Friday, November 14, 2014

Lies & Statistics

From Introduction to Computation & Programming Using Python by John Guttag [used in EdX's 6.001 & 6.002x courses which are excellent.]

I'm fascinated by how we can be misled with statistics and how our minds come to conclusions when we see various numbers and data. Even professionals go astray when interpreting results from studies.

In Chapter 16, Lies, Damned Lies & Statistics, Guttag catalogs the various errors and misinterpretations of statistics.

Some of the more fascinating ones are:

16.2 Pictures can be Deceiving
Here, housing prices during the financial crisis are depicted in various bar charts. In one of the charts, the housing prices look stable, even though we know that prices actually did drop. This was accomplished by using a logarithmic scale on the prices which 'minimized the amount of space devoted to the area where prices are changing, giving the impression that the changes were relatively small". The chart ranged from an absurdly low price of $10,000 all the way to $1,000,000.

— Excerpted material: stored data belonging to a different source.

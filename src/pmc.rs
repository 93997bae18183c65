//! NCBI E-utilities client for PubMed Central.
//!
//! Covers the three upstream surfaces the pipeline needs:
//! - `esearch.fcgi` full-text search returning an ordered id list
//! - `efetch.fcgi` per-article structured content (JATS XML, reduced to a
//!   title/abstract/excerpt JSON payload)
//! - the public article HTML page, fetched raw for figure extraction
//!
//! Every request carries the configured contact email and, when present, the
//! NCBI API key. Ids are bare PMC accession numbers (digits, no `PMC` prefix).

use crate::error::{PipelineError, Result};
use crate::pipeline::LiteratureStore;
use async_trait::async_trait;
use regex::Regex;
use serde::Deserialize;
use std::time::Duration;
use tracing::{debug, info};
use url::Url;

/// Default E-utilities base URL
pub const DEFAULT_EUTILS_URL: &str = "https://eutils.ncbi.nlm.nih.gov/entrez/eutils";

/// Base URL for public PMC article pages
pub const PMC_ARTICLE_BASE: &str = "https://www.ncbi.nlm.nih.gov/pmc/articles";

/// Search term filter restricting results to freely available full text
const FULL_TEXT_FILTER: &str = "free fulltext[filter]";

/// Character cap on the body excerpt included in content payloads
const BODY_EXCERPT_CHARS: usize = 4000;

/// Canonical public URL for a PMC article, from its bare numeric id
pub fn article_url(id: &str) -> String {
    format!("{}/PMC{}/", PMC_ARTICLE_BASE, id.trim())
}

/// Search result ordering requested from esearch
#[derive(Debug, Clone, Copy, PartialEq, Eq, Default)]
pub enum SortMode {
    /// Upstream relevance ranking
    #[default]
    Relevance,
    /// Most recent publication first
    Date,
}

impl SortMode {
    /// Parse a CLI/config string
    pub fn parse(value: &str) -> Result<Self> {
        match value {
            "relevance" => Ok(Self::Relevance),
            "date" => Ok(Self::Date),
            other => Err(PipelineError::Config(format!(
                "Invalid sort mode '{}' (expected 'relevance' or 'date')",
                other
            ))),
        }
    }

    /// Value of the esearch `sort` parameter
    fn as_param(self) -> &'static str {
        match self {
            Self::Relevance => "relevance",
            Self::Date => "pub date",
        }
    }
}

/// PubMed Central client over NCBI E-utilities
pub struct PmcClient {
    client: reqwest::Client,
    base_url: String,
    email: String,
    api_key: Option<String>,
}

// === esearch response types ===

#[derive(Debug, Deserialize)]
struct EsearchResponse {
    esearchresult: EsearchResult,
}

#[derive(Debug, Deserialize)]
struct EsearchResult {
    #[serde(default)]
    idlist: Vec<String>,
}

impl PmcClient {
    /// Create a new PmcClient
    ///
    /// # Arguments
    ///
    /// * `email` - Contact email sent with every E-utilities request
    /// * `api_key` - Optional NCBI API key (raises the rate limit)
    pub fn new(email: String, api_key: Option<String>) -> Result<Self> {
        let client = reqwest::Client::builder()
            .user_agent(format!("bioanswer/1.0 (mailto:{})", email))
            .timeout(Duration::from_secs(30))
            .build()
            .map_err(|e| PipelineError::Config(format!("Failed to build HTTP client: {}", e)))?;

        Ok(Self {
            client,
            base_url: DEFAULT_EUTILS_URL.to_string(),
            email,
            api_key,
        })
    }

    /// Build an E-utilities endpoint URL with the shared identity parameters
    fn build_eutils_url(&self, endpoint: &str, params: &[(&str, &str)]) -> Result<Url> {
        let mut url = Url::parse(&format!("{}/{}", self.base_url, endpoint))
            .map_err(|e| PipelineError::Config(format!("Invalid E-utilities URL: {}", e)))?;

        {
            let mut pairs = url.query_pairs_mut();
            pairs.append_pair("db", "pmc");
            for (key, value) in params {
                pairs.append_pair(key, value);
            }
            pairs.append_pair("email", &self.email);
            if let Some(key) = &self.api_key {
                pairs.append_pair("api_key", key);
            }
        }

        Ok(url)
    }

    /// Build the esearch URL for a keyword term
    fn build_search_url(&self, term: &str, sort: SortMode, retmax: u32) -> Result<Url> {
        let filtered_term = format!("{} AND {}", term, FULL_TEXT_FILTER);
        self.build_eutils_url(
            "esearch.fcgi",
            &[
                ("term", filtered_term.as_str()),
                ("retmode", "json"),
                ("sort", sort.as_param()),
                ("retmax", &retmax.to_string()),
            ],
        )
    }

    /// Send a GET request and surface rate-limit/API failures as typed errors
    async fn fetch_text(&self, url: Url) -> Result<String> {
        let response = self
            .client
            .get(url.as_str())
            .header("Accept-Language", "en-US,en;q=0.9")
            .send()
            .await?;

        let status = response.status();
        if status == reqwest::StatusCode::TOO_MANY_REQUESTS {
            return Err(PipelineError::RateLimited(60));
        }

        if !status.is_success() {
            return Err(PipelineError::Api {
                code: status.as_u16() as i32,
                message: format!("HTTP error: {}", status),
            });
        }

        response.text().await.map_err(PipelineError::Network)
    }
}

#[async_trait]
impl LiteratureStore for PmcClient {
    async fn search(&self, term: &str, sort: SortMode, retmax: u32) -> Result<Vec<String>> {
        let url = self.build_search_url(term, sort, retmax)?;
        debug!(url = %url, "esearch request");

        let body = self.fetch_text(url).await?;
        let data: EsearchResponse = serde_json::from_str(&body)
            .map_err(|e| PipelineError::Parse(format!("Failed to parse esearch response: {}", e)))?;

        info!(count = data.esearchresult.idlist.len(), "esearch complete");
        Ok(data.esearchresult.idlist)
    }

    async fn fetch_content(&self, id: &str) -> Result<serde_json::Value> {
        let url = self.build_eutils_url("efetch.fcgi", &[("id", id), ("retmode", "xml")])?;
        debug!(id = %id, "efetch request");

        let xml = self.fetch_text(url).await?;
        Ok(parse_article_xml(&xml, id))
    }

    async fn fetch_article_html(&self, id: &str) -> Result<String> {
        let url = Url::parse(&article_url(id))
            .map_err(|e| PipelineError::Config(format!("Invalid article URL: {}", e)))?;
        debug!(id = %id, "article page request");

        self.fetch_text(url).await
    }

    fn article_page_url(&self, id: &str) -> String {
        article_url(id)
    }
}

/// Reduce a JATS efetch document to the payload fields the synthesizer uses.
///
/// Field extraction is pattern based and best effort; a payload with default
/// title/abstract strings is still a valid success payload.
fn parse_article_xml(xml: &str, id: &str) -> serde_json::Value {
    let title =
        capture_tag_text(xml, "article-title").unwrap_or_else(|| "No title available".to_string());
    let abstract_text =
        capture_tag_text(xml, "abstract").unwrap_or_else(|| "No abstract available".to_string());
    let excerpt = capture_tag_text(xml, "body")
        .map(|text| truncate_chars(&text, BODY_EXCERPT_CHARS))
        .unwrap_or_default();

    serde_json::json!({
        "id": id,
        "title": title,
        "abstract": abstract_text,
        "excerpt": excerpt,
    })
}

/// First occurrence of `<tag ...>...</tag>`, tags stripped, whitespace collapsed
fn capture_tag_text(xml: &str, tag: &str) -> Option<String> {
    let pattern = format!(r"(?s)<{tag}[^>]*>(.*?)</{tag}>");
    let re = Regex::new(&pattern).ok()?;
    let inner = re.captures(xml)?.get(1)?.as_str();
    let text = normalize_whitespace(&strip_tags(inner));
    (!text.is_empty()).then_some(text)
}

/// Strip XML/HTML tags from text
fn strip_tags(text: &str) -> String {
    match Regex::new(r"<[^>]+>") {
        Ok(re) => re.replace_all(text, " ").into_owned(),
        Err(_) => text.to_string(),
    }
}

fn normalize_whitespace(text: &str) -> String {
    text.split_whitespace().collect::<Vec<_>>().join(" ")
}

fn truncate_chars(text: &str, max: usize) -> String {
    if text.chars().count() <= max {
        text.to_string()
    } else {
        text.chars().take(max).collect()
    }
}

In the other chart which shows housing prices behaving erratically, the bar chart used a linear scale & a narrow range of prices, so the sizes of the changes were exaggerated.

In this way, data can be depicted to prove whatever point one wishes to make!

16.3 Cum Hoc Ergo Propter Hoc ['with this, therefore because of this']
This section is about correlation and believing that one trend causes another. There's also being conscious of lurking variables or confounders.

16.4 Statistical Measures Don't Tell the Whole Story
This section is fascinating! It shows statistician F.J. Anscombe's 1973 paper about statistical data and how summary data of 4 different data sets can be the same, yet look completely different!

For example, all the data sets have the same mean x values, same mean y values, same variance for x, same variance for y, and so on. One might see that and conclude that all the data sets are basically the same except for trivial differences. However, if you plot the different data sets, only then will you realize how different they all are. For example, some are completely skewed because of outliers, but the summary data would not capture that. Key takeaway: Look at your data and don't rely completely on summary statistics!

16.5 Sampling Bias
This section talks about the well-known phenomenon of bias. There are different types of bias. One example is non-response bias where surveys may not be returned so your data is only reflecting responses from those who decided to participate. Another is convenience (or accidental) sampling where one might choose only samples that easy to procure rather than the general population (e.g. college students are easy targets for studies) and so the study may not be representative and thus not generalize. The section ends with an interesting look at a flawed comparison of deaths between heterosexual persons vs. homosexual persons.

16.6 Context Matters
This is really interesting as it challenges what we hear on the news and conventional wisdom. And this happens when we view the data in isolation (which can lead to sensationalism) as opposed to viewing it in context.

E.g., In 2009, CNN reported that "swine flu outbreak has caused more than 159 deaths and roughly 2,500 illnesses". However, if you compare it to the 36,000 deaths attributable annually to the seasonal flu in the U.S., is this really news?

Also, it addresses the well known fact: most auto accidents happen within 10 miles of home" as well as the NRA's claim that "roughly 99.8% of firearms in the U.S. will not be used to commit a violent crime in any given year".


16.8 The Texas Sharpshooter Fallacy
This is about seeing things where there might not be anything to see; This can arise from looking at data and 'seeing a trend' that most likely arose from blind chance. One way to combat this is to actually start with a hypothesis and test that hypothesis. An example on anorexic women is presented in this section. What probably happens in practice is that the hypothesis tests that the researchers want to focus on fail and the researchers are left with a tremendous amount of data which they then mine in order to find other patterns. This could then lead to mis-interpreting chance results for actual trends.

It's similar to what I learned in the MedStats Edx class from Stanford taught by Kristen Sainani: If you torture your data long enough, it will confess. i.e., if you run multiple hypothesis tests across your data, chances are you will find something significant. However, it is likely that it will have arisen solely from chance.

16.9 Percentages Can Confuse
This is definitely a major thing to be aware of. Because percentage rises & falls are based on the original value before the rise/fall, they can be quite misleading. There is a nice example of a financial advisor talking to a client about his portfolio but the client interprets the statement differently.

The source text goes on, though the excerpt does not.